#### [About this exercise]
Tally the lines of the data that include the word "Some" and state the total, nothing else.

Stored records:
//! Round resolution. Pure functions of the ledger.

use votechaos_protocol::{Identity, Resolution, ScoreEntry, Submission, Tally};

/// The outcome of a classic round.
#[derive(Debug, Clone, PartialEq, Eq)]
pub struct ClassicOutcome {
    /// Every option, in `options` order, with its vote count.
    pub tally: Tally,
    /// `None` when nobody voted.
    pub winner: Option<String>,
    pub total_votes: u32,
}

impl From<ClassicOutcome> for Resolution {
    fn from(outcome: ClassicOutcome) -> Self {
        Resolution::Classic {
            tally: outcome.tally,
            winner: outcome.winner,
            total_votes: outcome.total_votes,
        }
    }
}

/// The outcome of a prediction round.
#[derive(Debug, Clone, PartialEq, Eq)]
pub struct PredictionOutcome {
    pub correct_option: String,
    /// Display names of everyone who predicted correctly, in submission order.
    pub winners: Vec<String>,
    /// Cumulative scores after this round, highest first.
    pub scores: Vec<ScoreEntry>,
}

impl From<PredictionOutcome> for Resolution {
    fn from(outcome: PredictionOutcome) -> Self {
        Resolution::Prediction {
            correct_option: outcome.correct_option,
            winners: outcome.winners,
            scores: outcome.scores,
        }
    }
}

/// Counts votes and picks the winner.
///
/// The winner is the option with the highest count. Ties go to whichever
/// tied option comes first in `options`, so the result depends only on the
/// multiset of votes and never on their arrival order.
pub fn resolve_classic(options: &[String], submissions: &[Submission]) -> ClassicOutcome {
    let mut tally: Tally = options.iter().map(|o| (o.clone(), 0)).collect();
    let mut total_votes = 0;
    for submission in submissions {
        if let Some(count) = tally.get_mut(&submission.chosen_option) {
            *count += 1;
            total_votes += 1;
        }
    }

    let mut winner: Option<(&String, u32)> = None;
    for (option, &count) in &tally {
        if count > 0 && winner.is_none_or(|(_, best)| count > best) {
            winner = Some((option, count));
        }
    }
    let winner = winner.map(|(option, _)| option.clone());

    ClassicOutcome {
        tally,
        winner,
        total_votes,
    }
}

/// Marks correct predictions and adds one point per correct identity to
/// the cumulative `prior` scores.
///
/// Scores are keyed by [`Identity`]; the stored display name is refreshed to
/// the one used in this round.
pub fn resolve_prediction(
    submissions: &[Submission],
    correct_option: &str,
    prior: &[ScoreEntry],
) -> PredictionOutcome {
    let mut scores = prior.to_vec();
    let mut winners = Vec::new();
    let mut credited: Vec<&Identity> = Vec::new();

    for submission in submissions.iter().filter(|s| s.chosen_option == correct_option) {
        if credited.contains(&&submission.identity) {
            continue;
        }
        credited.push(&submission.identity);
        winners.push(submission.display_name.clone());

        match scores.iter_mut().find(|e| e.identity == submission.identity) {
            Some(entry) => {
                entry.points += 1;
                entry.display_name.clone_from(&submission.display_name);
            }
            None => scores.push(ScoreEntry {
                identity: submission.identity.clone(),
                display_name: submission.display_name.clone(),
                points: 1,
            }),
        }
    }

    // Stable: equal scores keep first-scored order.
    scores.sort_by(|a, b| b.points.cmp(&a.points));

    PredictionOutcome {
        correct_option: correct_option.to_owned(),
        winners,
        scores,
    }
}

#[cfg(test)]
mod tests {
    use super::*;
    use chrono::Utc;
    use votechaos_protocol::{ConnectionId, UserRef};

    fn options(names: &[&str]) -> Vec<String> {
        names.iter().map(|s| s.to_string()).collect()
    }

    fn sub(id: u64, name: &str, option: &str) -> Submission {
        Submission {
            connection_id: ConnectionId::new(id),
            identity: Identity::Connection(ConnectionId::new(id)),
            display_name: name.into(),
            chosen_option: option.into(),
            submitted_at: Utc::now(),
        }
    }

    // =====================================================================
    // Classic
    // =====================================================================

    #[test]
    fn test_resolve_classic_picks_highest_count() {
        let outcome = resolve_classic(
            &options(&["A", "B", "C"]),
            &[sub(1, "a", "B"), sub(2, "b", "C"), sub(3, "c", "B")],
        );
        assert_eq!(outcome.winner.as_deref(), Some("B"));
        assert_eq!(outcome.total_votes, 3);
        assert_eq!(outcome.tally["A"], 0);
        assert_eq!(outcome.tally["B"], 2);
        assert_eq!(outcome.tally["C"], 1);
    }

    #[test]
    fn test_resolve_classic_tie_goes_to_first_option() {
        let outcome = resolve_classic(&options(&["A", "B"]), &[sub(1, "a", "A"), sub(2, "b", "B")]);
        assert_eq!(outcome.winner.as_deref(), Some("A"));

        let reversed = resolve_classic(&options(&["A", "B"]), &[sub(2, "b", "B"), sub(1, "a", "A")]);
        assert_eq!(reversed.winner.as_deref(), Some("A"));
    }

    #[test]
    fn test_resolve_classic_tie_uses_option_order_not_alphabet() {
        let outcome = resolve_classic(
            &options(&["Zebra", "Apple"]),
            &[sub(1, "a", "Apple"), sub(2, "b", "Zebra")],
        );
        assert_eq!(outcome.winner.as_deref(), Some("Zebra"));
    }

    #[test]
    fn test_resolve_classic_is_order_independent() {
        let opts = options(&["A", "B", "C"]);
        let subs = vec![
            sub(1, "a", "C"),
            sub(2, "b", "A"),
            sub(3, "c", "C"),
            sub(4, "d", "B"),
            sub(5, "e", "A"),
        ];
        let forward = resolve_classic(&opts, &subs);
        let mut reversed_subs = subs.clone();
        reversed_subs.reverse();
        let reversed = resolve_classic(&opts, &reversed_subs);

        assert_eq!(forward, reversed);
        assert_eq!(forward.winner.as_deref(), Some("A"));
    }

    #[test]
    fn test_resolve_classic_empty_has_no_winner() {
        let outcome = resolve_classic(&options(&["Yes", "No"]), &[]);
        assert_eq!(outcome.winner, None);
        assert_eq!(outcome.total_votes, 0);
        assert_eq!(outcome.tally.len(), 2);
        assert!(outcome.tally.values().all(|&c| c == 0));
    }

    #[test]
    fn test_resolve_classic_tally_keeps_option_order() {
        let outcome = resolve_classic(&options(&["C", "A", "B"]), &[sub(1, "a", "B")]);
        let keys: Vec<&str> = outcome.tally.keys().map(String::as_str).collect();
        assert_eq!(keys, vec!["C", "A", "B"]);
    }

    // =====================================================================
    // Prediction
    // =====================================================================

    #[test]
    fn test_resolve_prediction_winners_in_submission_order() {
        let subs = [sub(1, "alice", "X"), sub(2, "bob", "Y"), sub(3, "carol", "X")];
        let outcome = resolve_prediction(&subs, "X", &[]);

        assert_eq!(outcome.winners, vec!["alice", "carol"]);
        assert_eq!(outcome.scores.len(), 2);
        assert!(outcome.scores.iter().all(|e| e.points == 1));
        assert!(outcome.scores.iter().all(|e| e.display_name != "bob"));
    }

    #[test]
    fn test_resolve_prediction_accumulates_prior_scores() {
        let prior = vec![
            ScoreEntry {
                identity: Identity::Connection(ConnectionId::new(2)),
                display_name: "bob".into(),
                points: 3,
            },
            ScoreEntry {
                identity: Identity::Connection(ConnectionId::new(1)),
                display_name: "alice".into(),
                points: 1,
            },
        ];
        let subs = [sub(1, "alice", "X"), sub(2, "bob", "Y")];
        let outcome = resolve_prediction(&subs, "X", &prior);

        let alice = outcome
            .scores
            .iter()
            .find(|e| e.display_name == "alice")
            .unwrap();
        let bob = outcome.scores.iter().find(|e| e.display_name == "bob").unwrap();
        assert_eq!(alice.points, 2);
        assert_eq!(bob.points, 3, "wrong prediction leaves score untouched");
        assert_eq!(outcome.scores[0].display_name, "bob", "highest first");
    }

    #[test]
    fn test_resolve_prediction_same_name_different_identity_scored_separately() {
        let subs = [sub(1, "sam", "X"), sub(2, "sam", "X")];
        let outcome = resolve_prediction(&subs, "X", &[]);
        assert_eq!(outcome.scores.len(), 2);
        assert_eq!(outcome.winners, vec!["sam", "sam"]);
    }

    #[test]
    fn test_resolve_prediction_credits_identity_once() {
        let user = Identity::User(UserRef::new("u-1"));
        let mut first = sub(1, "alice", "X");
        first.identity = user.clone();
        let mut second = sub(2, "alice", "X");
        second.identity = user;

        let outcome = resolve_prediction(&[first, second], "X", &[]);
        assert_eq!(outcome.winners, vec!["alice"]);
        assert_eq!(outcome.scores[0].points, 1);
    }

    #[test]
    fn test_resolve_prediction_no_correct_answers() {
        let outcome = resolve_prediction(&[sub(1, "alice", "Y")], "X", &[]);
        assert!(outcome.winners.is_empty());
        assert!(outcome.scores.is_empty());
    }
}
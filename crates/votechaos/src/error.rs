//! Unified error type for the VoteChaos server.

use votechaos_protocol::ProtocolError;
use votechaos_room::EngineError;
use votechaos_transport::TransportError;

use crate::config::ConfigError;

/// Top-level error that wraps all crate-specific errors.
///
/// The `#[from]` attribute on each variant lets `?` convert sub-crate
/// errors automatically.
#[derive(Debug, thiserror::Error)]
pub enum VoteChaosError {
    /// A transport-level error (bind, accept, send, recv).
    #[error(transparent)]
    Transport(#[from] TransportError),

    /// A protocol-level error (encode, decode, invalid message).
    #[error(transparent)]
    Protocol(#[from] ProtocolError),

    /// An engine-level error (room lifecycle, persistence).
    #[error(transparent)]
    Engine(#[from] EngineError),

    /// Invalid server configuration.
    #[error(transparent)]
    Config(#[from] ConfigError),
}
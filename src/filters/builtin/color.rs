//! Tone adjustment filters.

use crate::core::buffer::{to_sample, PixelBuffer};
use crate::core::error::FilterError;
use crate::core::filter::{Category, Filter, Parameters};
use crate::filters::registry::FilterRegistry;
use rayon::prelude::*;

const NAME: &str = "BrightnessAdjust";

/// Register tone filters.
pub fn register(registry: &mut FilterRegistry) {
    registry.register(|| Box::new(BrightnessAdjust::default()));
}

/// Scales every sample by a constant factor.
///
/// Each output sample is `round(sample * factor)` clamped to `0..=255`.
/// A factor of 1.0 is the identity.
#[derive(Debug, Clone, Copy, PartialEq)]
pub struct BrightnessAdjust {
    brightness_factor: f64,
}

impl BrightnessAdjust {
    /// Create a brightness filter. The factor must be non-negative.
    pub fn new(brightness_factor: f64) -> Result<Self, FilterError> {
        validate_factor(brightness_factor)?;
        Ok(Self { brightness_factor })
    }

    /// Current scale factor.
    pub fn brightness_factor(&self) -> f64 {
        self.brightness_factor
    }

    /// Change the scale factor.
    pub fn set_brightness_factor(&mut self, factor: f64) -> Result<(), FilterError> {
        validate_factor(factor)?;
        self.brightness_factor = factor;
        Ok(())
    }
}

impl Default for BrightnessAdjust {
    fn default() -> Self {
        Self {
            brightness_factor: 1.0,
        }
    }
}

fn validate_factor(factor: f64) -> Result<(), FilterError> {
    if !(factor.is_finite() && factor >= 0.0) {
        return Err(FilterError::invalid(
            NAME,
            "brightness_factor",
            format!("must be non-negative, got {}", factor),
        ));
    }
    Ok(())
}

impl Filter for BrightnessAdjust {
    fn apply(&self, input: &PixelBuffer) -> PixelBuffer {
        log::debug!("{}: factor={} on {:?}", NAME, self.brightness_factor, input);

        let factor = self.brightness_factor;
        let mut output = input.blank_like();
        output
            .as_mut_slice()
            .par_iter_mut()
            .zip(input.as_slice().par_iter())
            .for_each(|(out, &sample)| *out = to_sample(f64::from(sample) * factor));
        output
    }

    fn name(&self) -> &'static str {
        NAME
    }

    fn category(&self) -> Category {
        Category::Adjust
    }

    fn description(&self) -> &'static str {
        "Linear brightness scaling with clamping"
    }

    fn parameters(&self) -> Parameters {
        Parameters::from([("brightness_factor".to_string(), self.brightness_factor)])
    }

    fn set_parameters(&mut self, params: &Parameters) -> Result<(), FilterError> {
        if let Some(&factor) = params.get("brightness_factor") {
            self.set_brightness_factor(factor)?;
        }
        Ok(())
    }

    fn clone_box(&self) -> Box<dyn Filter> {
        Box::new(*self)
    }
}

#### [Output]
9